Why Some Men Are Afraid of Being Trapped by Women

Commitment helps deepen intimacy.

Key points

  • Married men tend to be healthier, happier, and wealthier than single men.
  • The irony of men feeling trapped by the institution of the marriage is that men created that institution.
  • Commitment is what makes it possible to deepen relationships.
Bingodesigns/Pixabay
Source: Bingodesigns/Pixabay

The preacher asked her
And she said I do
The preacher asked me
And she said yes he does too
And the preacher said
I pronounce you 99 to life
Son, she’s no lady she’s your wife
Lyle Lovett, “She’s No Lady

Marriage is an institution

A friend of mine went to talk to his father about marrying his long-term girlfriend. His father told him, “Son, marriage is an institution. If you want to spend the rest of your life in an institution, go ahead.” True story. You can’t make this stuff up. Our culture is replete with jokes about women trying to trap men into marriage, and men trying to avoid it as long as they can. It's as if marriage were an institution that serves women at the expense of men. The jokes generally equate marriage with a loss of masculinity. One woman wrote about being seen as her partner's ball and chain:

For a blissful moment, I’d forgotten the character that I played in the grand narrative of our romance. As a female partner of a man, I was the ball and chain. The nag, the brandisher of rolling pins in stern defiance of the pleasures of men. I was the obstacle that stood in the way of my boyfriend and the wonderful life that awaited him beyond the prison of my restrictive love.

Married men tend to be healthier, happier, and wealthier than single men

The irony is that marriage is an institution that was created by men, that by any measure benefits primarily men.
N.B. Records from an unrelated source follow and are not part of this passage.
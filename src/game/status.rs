use std::fmt;

#[cfg(feature = "serde")]
use serde::{Deserialize, Serialize};

use crate::board::Color;

/// Whether a game is still being played, and if not, how it ended.
#[derive(Clone, Copy, Debug, PartialEq, Eq, Hash, Default)]
#[cfg_attr(feature = "serde", derive(Serialize, Deserialize))]
pub enum GameStatus {
    #[default]
    InProgress,
    Checkmate {
        winner: Color,
    },
    Stalemate,
    Resigned {
        winner: Color,
    },
}

impl GameStatus {
    #[inline]
    #[must_use]
    pub const fn is_over(self) -> bool {
        !matches!(self, GameStatus::InProgress)
    }

    /// The winning side, if the game ended decisively.
    #[must_use]
    pub const fn winner(self) -> Option<Color> {
        match self {
            GameStatus::Checkmate { winner } | GameStatus::Resigned { winner } => Some(winner),
            GameStatus::InProgress | GameStatus::Stalemate => None,
        }
    }
}

impl fmt::Display for GameStatus {
    fn fmt(&self, f: &mut fmt::Formatter<'_>) -> fmt::Result {
        match self {
            GameStatus::InProgress => write!(f, "in progress"),
            GameStatus::Checkmate { winner } => write!(f, "checkmate, {winner} wins"),
            GameStatus::Stalemate => write!(f, "stalemate"),
            GameStatus::Resigned { winner } => {
                write!(f, "{} resigned, {winner} wins", winner.opponent())
            }
        }
    }
}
Married men are generally healthier, happier, and live longer than single men. Single women are healthier and live longer than married women. It is true that women initiate two-thirds of heterosexual marriages, but they also initiate two-thirds of the divorces. The only way marriage may serve women more than men is financial; men generally do much better financially after a divorce than women, which is one of the major reasons women give for staying in a bad marriage, which sounds more like men keeping women trapped in marriage than the other way around (Campbell, 1981; Coombs, 1991).
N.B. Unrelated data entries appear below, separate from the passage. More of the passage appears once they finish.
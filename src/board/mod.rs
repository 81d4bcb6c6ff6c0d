//! Board representation and pseudo-legal move generation.
//!
//! The board is a plain 8x8 grid of immutable piece values. It knows movement
//! geometry but nothing about turns, castling rights or en passant; those
//! live in [`crate::game::Game`].
//!
//! # Example
//! ```
//! use chess_rules::board::{Board, Color};
//!
//! let board = Board::new();
//! let moves: usize = board
//!     .pieces_of(Color::White)
//!     .map(|(pos, _)| board.pseudo_legal_moves(pos).len())
//!     .sum();
//! assert_eq!(moves, 20);
//! ```

mod builder;
mod error;
mod fen;
mod movegen;
mod state;
mod step_tables;
mod types;

pub use builder::BoardBuilder;
pub use error::{FenError, MoveParseError, PositionError};
pub use state::Board;
pub use types::{Color, Move, MoveList, Piece, PieceType, Position};
//! Errors raised while reading notation: squares, moves and FEN.

use std::fmt;

/// A FEN record could not be read.
#[derive(Debug, Clone, PartialEq, Eq)]
pub enum FenError {
    /// A required field is absent (`"placement"` or `"side to move"`)
    MissingField { field: &'static str },
    /// Placement must list exactly eight ranks
    RankCount { found: usize },
    /// A rank describes more than eight files; `rank` is 8 for the first one listed
    RankOverflow { rank: u8, files: usize },
    UnknownPiece { symbol: char },
    UnknownCastlingRight { symbol: char },
    BadSideToMove { found: String },
    /// The square is malformed, on the wrong rank, or has no pawn beyond it
    BadEnPassant { found: String },
}

impl fmt::Display for FenError {
    fn fmt(&self, f: &mut fmt::Formatter<'_>) -> fmt::Result {
        match self {
            FenError::MissingField { field } => write!(f, "FEN has no {field} field"),
            FenError::RankCount { found } => {
                write!(f, "FEN placement lists {found} ranks, expected 8")
            }
            FenError::RankOverflow { rank, files } => {
                write!(f, "rank {rank} describes {files} files")
            }
            FenError::UnknownPiece { symbol } => write!(f, "'{symbol}' is not a piece letter"),
            FenError::UnknownCastlingRight { symbol } => {
                write!(f, "'{symbol}' is not one of K, Q, k, q or -")
            }
            FenError::BadSideToMove { found } => {
                write!(f, "side to move must be 'w' or 'b', got '{found}'")
            }
            FenError::BadEnPassant { found } => {
                write!(f, "'{found}' is not a reachable en passant square")
            }
        }
    }
}

impl std::error::Error for FenError {}

/// Long algebraic move text (`e2e4`, `e7e8q`) could not be read.
#[derive(Debug, Clone, PartialEq, Eq)]
pub enum MoveParseError {
    /// Text is not 4 or 5 ASCII characters
    Length { len: usize },
    /// One of the two squares is not algebraic
    Square { notation: String },
    /// Suffix is not one of q, r, b, n
    Promotion { symbol: char },
}

impl fmt::Display for MoveParseError {
    fn fmt(&self, f: &mut fmt::Formatter<'_>) -> fmt::Result {
        match self {
            MoveParseError::Length { len } => {
                write!(f, "a move is 4 or 5 characters, got {len}")
            }
            MoveParseError::Square { notation } => {
                write!(f, "'{notation}' does not name two squares")
            }
            MoveParseError::Promotion { symbol } => {
                write!(f, "cannot promote to '{symbol}'")
            }
        }
    }
}

impl std::error::Error for MoveParseError {}

/// A square was out of range or badly written.
#[derive(Debug, Clone, PartialEq, Eq)]
pub enum PositionError {
    RowOutOfBounds { row: u8 },
    ColumnOutOfBounds { column: u8 },
    /// Not a file letter a-h followed by a rank digit 1-8
    InvalidNotation { notation: String },
}

impl fmt::Display for PositionError {
    fn fmt(&self, f: &mut fmt::Formatter<'_>) -> fmt::Result {
        match self {
            PositionError::RowOutOfBounds { row } => write!(f, "row {row} is off the board"),
            PositionError::ColumnOutOfBounds { column } => {
                write!(f, "column {column} is off the board")
            }
            PositionError::InvalidNotation { notation } => {
                write!(f, "'{notation}' is not a square")
            }
        }
    }
}

impl std::error::Error for PositionError {}

#[cfg(test)]
mod tests {
    use super::*;

    #[test]
    fn test_fen_messages_name_the_culprit() {
        let err = FenError::RankOverflow { rank: 6, files: 9 };
        assert_eq!(err.to_string(), "rank 6 describes 9 files");

        let err = FenError::UnknownPiece { symbol: 'x' };
        assert!(err.to_string().contains("'x'"));

        let err = FenError::MissingField {
            field: "side to move",
        };
        assert_eq!(err.to_string(), "FEN has no side to move field");
    }

    #[test]
    fn test_move_parse_messages() {
        let err = MoveParseError::Square {
            notation: "z9e4".to_string(),
        };
        assert!(err.to_string().contains("z9e4"));
        assert_eq!(
            MoveParseError::Promotion { symbol: 'k' }.to_string(),
            "cannot promote to 'k'"
        );
    }

    #[test]
    fn test_position_bounds_messages() {
        assert_eq!(
            PositionError::RowOutOfBounds { row: 9 }.to_string(),
            "row 9 is off the board"
        );
        assert!(PositionError::ColumnOutOfBounds { column: 0 }
            .to_string()
            .contains('0'));
    }

    #[test]
    fn test_errors_are_std_errors() {
        fn assert_error<E: std::error::Error + Send + Sync + 'static>() {}
        assert_error::<FenError>();
        assert_error::<MoveParseError>();
        assert_error::<PositionError>();
    }
}
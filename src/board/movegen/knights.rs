use super::super::step_tables::KNIGHT_TARGETS;
use super::super::{Board, Color, Move, MoveList, Position};

impl Board {
    pub(crate) fn generate_knight_moves(&self, from: Position, color: Color) -> MoveList {
        let mut moves = MoveList::with_capacity(8);
        for &to in &KNIGHT_TARGETS[from.as_index()] {
            if self.can_land(to, color) {
                moves.push(Move::new(from, to));
            }
        }
        moves
    }
}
Commitment helps deepen intimacy

Psychologically, the purpose of marriage is for a couple to declare their commitment to each other in the presence of their community. Commitment is what makes it possible to deepen relationships, and it takes a village to help any couple through the stresses of a truly intimate relationship. Freud thought the choice of mate is repetition compulsion, unconsciously picking a partner who is like your opposite-sex parent.

Jung agreed but thought we pick the person who allows us to work on our unfinished issues with a parent. There often comes a time in marriage when you realize you have married a woman who drives you crazy in exactly the same ways your mother did. Marriage, and the community who witnessed and support that commitment, help you to hang in there long enough to create a different outcome. The commitment of marriage is one of the most powerful ways to help you be more fully yourself.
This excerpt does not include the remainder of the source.